Solicitor General for Scotland
- In office 19 May 2007 – 19 May 2011
- Monarch: Elizabeth II
- First Minister: Jack McConnell Alex Salmond
- Preceded by: John Beckett
- Succeeded by: Lesley Thomson

Personal details
- Born: Francis Mulholland 18 April 1959 (age 67) Coatbridge, Lanarkshire, Scotland
- Party: None
- Alma mater: University of Aberdeen (LL.B., Dip.L.P.) University of Edinburgh (MBA)
- Occupation: Advocate
- Profession: Lawyer Judge

= Frank Mulholland, Lord Mulholland =

Scottish judge (born 1959)

Francis Mulholland, Lord Mulholland, (born 18 April 1959) is a Scottish judge who has been a Senator of the College of Justice since 2016. He previously served from 2011 to 2016 as Lord Advocate, one of the Great Officers of State of Scotland and the country's chief Law Officer, and as Solicitor General, the junior Law Officer.

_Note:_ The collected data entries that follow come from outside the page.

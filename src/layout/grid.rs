//! Several diagrams on one canvas, arranged in rows and columns.
//!
//! Track sizes follow CSS grid notation: `100px` (or a bare `100`) is fixed, `25%` is a
//! share of the space left after gaps, and `1fr` splits whatever remains by weight.

use crate::diagram::Diagram;
use crate::errors::{ConfigError, RenderError};
use crate::log::debug;
use crate::render::{Drawing, TextMetrics};
use crate::types::{Size, ViewBox};

use super::Borders;

/// Size of one grid column or row
#[derive(Clone, Copy, Debug, PartialEq)]
pub enum TrackSize {
    Px(f64),
    Percent(f64),
    Fr(f64),
}

impl TrackSize {
    fn parse(token: &str, spec: &str) -> Result<TrackSize, ConfigError> {
        let invalid = |reason: &str| ConfigError::InvalidGridSpec {
            spec: spec.to_string(),
            reason: format!("`{token}`: {reason}"),
        };
        let (number, make): (&str, fn(f64) -> TrackSize) = if let Some(n) = token.strip_suffix("fr") {
            (n, TrackSize::Fr)
        } else if let Some(n) = token.strip_suffix('%') {
            (n, TrackSize::Percent)
        } else if let Some(n) = token.strip_suffix("px") {
            (n, TrackSize::Px)
        } else {
            (token, TrackSize::Px)
        };
        let value: f64 = number
            .parse()
            .map_err(|_| invalid("expected a number with an optional fr, % or px unit"))?;
        if !value.is_finite() || value < 0.0 {
            return Err(invalid("size must be a non-negative number"));
        }
        Ok(make(value))
    }
}

/// Parse a whitespace separated track list such as `"1fr 2fr 100px"`
pub fn parse_tracks(spec: &str) -> Result<Vec<TrackSize>, ConfigError> {
    let tracks = spec
        .split_whitespace()
        .map(|token| TrackSize::parse(token, spec))
        .collect::<Result<Vec<_>, _>>()?;
    if tracks.is_empty() {
        return Err(ConfigError::InvalidGridSpec {
            spec: spec.to_string(),
            reason: "no tracks given".to_string(),
        });
    }
    Ok(tracks)
}

/// Device size of each track when `total` is shared between them with `gap` between
/// neighbours
pub fn resolve_tracks(tracks: &[TrackSize], total: f64, gap: f64) -> Vec<f64> {
    let available = total - gap * tracks.len().saturating_sub(1) as f64;
    let fixed: f64 = tracks
        .iter()
        .map(|t| match t {
            TrackSize::Px(px) => *px,
            TrackSize::Percent(pct) => available * pct / 100.0,
            TrackSize::Fr(_) => 0.0,
        })
        .sum();
    let weights: f64 = tracks
        .iter()
        .map(|t| match t {
            TrackSize::Fr(w) => *w,
            _ => 0.0,
        })
        .sum();
    let remainder = (available - fixed).max(0.0);

    let sizes: Vec<f64> = tracks
        .iter()
        .map(|t| match t {
            TrackSize::Px(px) => *px,
            TrackSize::Percent(pct) => available * pct / 100.0,
            TrackSize::Fr(w) if weights > 0.0 => remainder * w / weights,
            TrackSize::Fr(_) => 0.0,
        })
        .collect();
    debug!(total, gap, remainder, tracks = sizes.len(), "resolved grid tracks");
    sizes
}

/// A diagram placed in the grid
#[derive(Debug)]
struct Cell {
    diagram: Diagram,
    row: usize,
    column: usize,
    row_span: usize,
    column_span: usize,
}

impl Cell {
    fn covers(&self, row: usize, column: usize) -> bool {
        (self.row..self.row + self.row_span).contains(&row)
            && (self.column..self.column + self.column_span).contains(&column)
    }
}

/// Diagrams laid out on a grid of tracks
#[derive(Debug)]
pub struct GridLayout {
    columns: Vec<TrackSize>,
    rows: Vec<TrackSize>,
    gap: f64,
    size: Size,
    cells: Vec<Cell>,
}

impl GridLayout {
    /// Empty grid with the given column and row track lists
    pub fn new(columns: &str, rows: &str) -> Result<Self, ConfigError> {
        Ok(GridLayout {
            columns: parse_tracks(columns)?,
            rows: parse_tracks(rows)?,
            gap: 0.0,
            size: Size::new(
                crate::render::defaults::CANVAS_WIDTH,
                crate::render::defaults::CANVAS_HEIGHT,
            ),
            cells: Vec::new(),
        })
    }

    /// Equal-width diagrams side by side
    pub fn row(diagrams: impl IntoIterator<Item = Diagram>) -> Self {
        let diagrams: Vec<Diagram> = diagrams.into_iter().collect();
        let mut grid = GridLayout::with_tracks(vec![TrackSize::Fr(1.0); diagrams.len().max(1)], vec![TrackSize::Fr(1.0)]);
        for diagram in diagrams {
            grid.add(diagram);
        }
        grid
    }

    /// Equal-height diagrams stacked top to bottom
    pub fn column(diagrams: impl IntoIterator<Item = Diagram>) -> Self {
        let diagrams: Vec<Diagram> = diagrams.into_iter().collect();
        let mut grid = GridLayout::with_tracks(vec![TrackSize::Fr(1.0)], vec![TrackSize::Fr(1.0); diagrams.len().max(1)]);
        for diagram in diagrams {
            grid.add(diagram);
        }
        grid
    }

    fn with_tracks(columns: Vec<TrackSize>, rows: Vec<TrackSize>) -> Self {
        GridLayout {
            columns,
            rows,
            gap: 0.0,
            size: Size::new(
                crate::render::defaults::CANVAS_WIDTH,
                crate::render::defaults::CANVAS_HEIGHT,
            ),
            cells: Vec::new(),
        }
    }

    pub fn gap(&mut self, gap: f64) -> &mut Self {
        self.gap = gap.max(0.0);
        self
    }

    pub fn size(&mut self, width: f64, height: f64) -> Result<&mut Self, ConfigError> {
        if !(width.is_finite() && height.is_finite() && width > 0.0 && height > 0.0) {
            return Err(ConfigError::InvalidCanvasSize { width, height });
        }
        self.size = Size::new(width, height);
        Ok(self)
    }

    pub fn canvas_size(&self) -> Size {
        self.size
    }

    pub fn len(&self) -> usize {
        self.cells.len()
    }

    pub fn is_empty(&self) -> bool {
        self.cells.is_empty()
    }

    /// Place `diagram` in the first free cell, scanning row by row.
    ///
    /// A full grid grows by one `1fr` row.
    pub fn add(&mut self, diagram: Diagram) -> &mut Self {
        let ncols = self.columns.len();
        let slot = (0..)
            .map(|i| (i / ncols, i % ncols))
            .find(|&(row, column)| !self.cells.iter().any(|c| c.covers(row, column)))
            .unwrap_or((self.rows.len(), 0));
        while slot.0 >= self.rows.len() {
            self.rows.push(TrackSize::Fr(1.0));
        }
        self.cells.push(Cell {
            diagram,
            row: slot.0,
            column: slot.1,
            row_span: 1,
            column_span: 1,
        });
        self
    }

    /// Place `diagram` at an explicit cell spanning `row_span` rows and `column_span`
    /// columns
    pub fn add_at(
        &mut self,
        diagram: Diagram,
        row: usize,
        column: usize,
        row_span: usize,
        column_span: usize,
    ) -> Result<&mut Self, ConfigError> {
        let row_span = row_span.max(1);
        let column_span = column_span.max(1);
        if row + row_span > self.rows.len() || column + column_span > self.columns.len() {
            return Err(ConfigError::GridCellOutOfBounds { row, column });
        }
        self.cells.push(Cell {
            diagram,
            row,
            column,
            row_span,
            column_span,
        });
        Ok(self)
    }

    /// Device viewbox of every placed diagram, in insertion order (y up)
    pub fn cell_boxes(&self) -> Vec<ViewBox> {
        let widths = resolve_tracks(&self.columns, self.size.width, self.gap);
        let heights = resolve_tracks(&self.rows, self.size.height, self.gap);
        let offset = |sizes: &[f64], start: usize| -> f64 {
            sizes[..start].iter().sum::<f64>() + self.gap * start as f64
        };
        let extent = |sizes: &[f64], start: usize, span: usize| -> f64 {
            sizes[start..start + span].iter().sum::<f64>() + self.gap * (span - 1) as f64
        };

        self.cells
            .iter()
            .map(|cell| {
                let w = extent(&widths, cell.column, cell.column_span);
                let h = extent(&heights, cell.row, cell.row_span);
                let top = offset(&heights, cell.row);
                ViewBox::new(
                    offset(&widths, cell.column),
                    self.size.height - top - h,
                    w,
                    h,
                )
            })
            .collect()
    }

    /// Borders of each cell after aligning box-framed neighbours: left and right take
    /// the maximum within a column, top and bottom the maximum within a row
    pub fn harmonized_borders<M: TextMetrics + ?Sized>(&self, metrics: &M) -> Vec<Option<Borders>> {
        let own: Vec<Option<Borders>> = self
            .cells
            .iter()
            .map(|c| c.diagram.is_box_framed().then(|| c.diagram.borders(metrics)))
            .collect();

        let mut columns = vec![(0.0f64, 0.0f64); self.columns.len()];
        let mut rows = vec![(0.0f64, 0.0f64); self.rows.len()];
        for (cell, borders) in self.cells.iter().zip(&own) {
            let Some(b) = borders else { continue };
            let col = &mut columns[cell.column];
            *col = (col.0.max(b.left), col.1.max(b.right));
            let row = &mut rows[cell.row];
            *row = (row.0.max(b.top), row.1.max(b.bottom));
        }

        self.cells
            .iter()
            .zip(own)
            .map(|(cell, borders)| {
                borders.map(|_| Borders {
                    left: columns[cell.column].0,
                    right: columns[cell.column].1,
                    top: rows[cell.row].0,
                    bottom: rows[cell.row].1,
                })
            })
            .collect()
    }

    /// Draw every diagram into its cell
    pub fn render(&self, drawing: &mut dyn Drawing) -> Result<(), RenderError> {
        let boxes = self.cell_boxes();
        let borders = self.harmonized_borders(&*drawing);
        for ((cell, vb), borders) in self.cells.iter().zip(boxes).zip(borders) {
            debug!(row = cell.row, column = cell.column, %vb, "rendering grid cell");
            cell.diagram.render_with_borders(drawing, vb, borders)?;
        }
        Ok(())
    }
}

#[cfg(test)]
mod tests {
    use super::*;

    // ==================== Track tests ====================

    #[test]
    fn parse_track_units() {
        assert_eq!(
            parse_tracks("1fr 2fr 100px 25% 50").unwrap(),
            vec![
                TrackSize::Fr(1.0),
                TrackSize::Fr(2.0),
                TrackSize::Px(100.0),
                TrackSize::Percent(25.0),
                TrackSize::Px(50.0),
            ]
        );
    }

    #[test]
    fn bad_track_specs() {
        for spec in ["", "   ", "1fr abc", "-3px", "2em", "fr"] {
            assert!(
                matches!(parse_tracks(spec), Err(ConfigError::InvalidGridSpec { .. })),
                "{spec:?}"
            );
        }
    }

    #[test]
    fn resolve_fixed_then_fractions() {
        let tracks = parse_tracks("100px 1fr 3fr").unwrap();
        assert_eq!(resolve_tracks(&tracks, 500.0, 0.0), vec![100.0, 100.0, 300.0]);

        let tracks = parse_tracks("50% 1fr").unwrap();
        assert_eq!(resolve_tracks(&tracks, 410.0, 10.0), vec![200.0, 200.0]);
    }

    #[test]
    fn fractions_clamp_at_zero() {
        let tracks = parse_tracks("400px 1fr").unwrap();
        assert_eq!(resolve_tracks(&tracks, 300.0, 0.0), vec![400.0, 0.0]);
    }

    // ==================== Placement tests ====================

    #[test]
    fn add_fills_row_major_and_grows() {
        let mut grid = GridLayout::new("1fr 1fr", "1fr").unwrap();
        grid.size(400.0, 200.0).unwrap();
        grid.add(Diagram::graph()).add(Diagram::graph()).add(Diagram::graph());
        assert_eq!(grid.len(), 3);
        let boxes = grid.cell_boxes();
        assert_eq!(boxes[0], ViewBox::new(0.0, 100.0, 200.0, 100.0));
        assert_eq!(boxes[1], ViewBox::new(200.0, 100.0, 200.0, 100.0));
        assert_eq!(boxes[2], ViewBox::new(0.0, 0.0, 200.0, 100.0));
    }

    #[test]
    fn add_at_spans_and_bounds() {
        let mut grid = GridLayout::new("1fr 1fr", "1fr 1fr").unwrap();
        grid.size(400.0, 400.0).unwrap().gap(10.0);
        grid.add_at(Diagram::graph(), 0, 0, 2, 1).unwrap();
        grid.add(Diagram::graph());
        assert_eq!(grid.cell_boxes()[0], ViewBox::new(0.0, 0.0, 195.0, 400.0));
        assert_eq!(grid.cell_boxes()[1], ViewBox::new(205.0, 205.0, 195.0, 195.0));

        let err = grid.add_at(Diagram::graph(), 1, 1, 1, 2).unwrap_err();
        assert_eq!(err, ConfigError::GridCellOutOfBounds { row: 1, column: 1 });
    }

    #[test]
    fn row_and_column_constructors() {
        let row = GridLayout::row([Diagram::graph(), Diagram::graph(), Diagram::graph()]);
        assert_eq!(row.cell_boxes().len(), 3);
        assert_eq!(row.cell_boxes()[2].x, 400.0);
        let column = GridLayout::column([Diagram::graph(), Diagram::graph()]);
        assert_eq!(column.cell_boxes()[0].y, 200.0);
    }
}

He was the first Advocate Depute and Senior Advocate Depute appointed from within the Procurator Fiscal Service, and only the second non-advocate appointed to the office of Lord Advocate, the first being his predecessor, Elish Angiolini. He was installed as a Senator of the College of Justice in December 2016, having served as a temporary judge for the previous 3 months.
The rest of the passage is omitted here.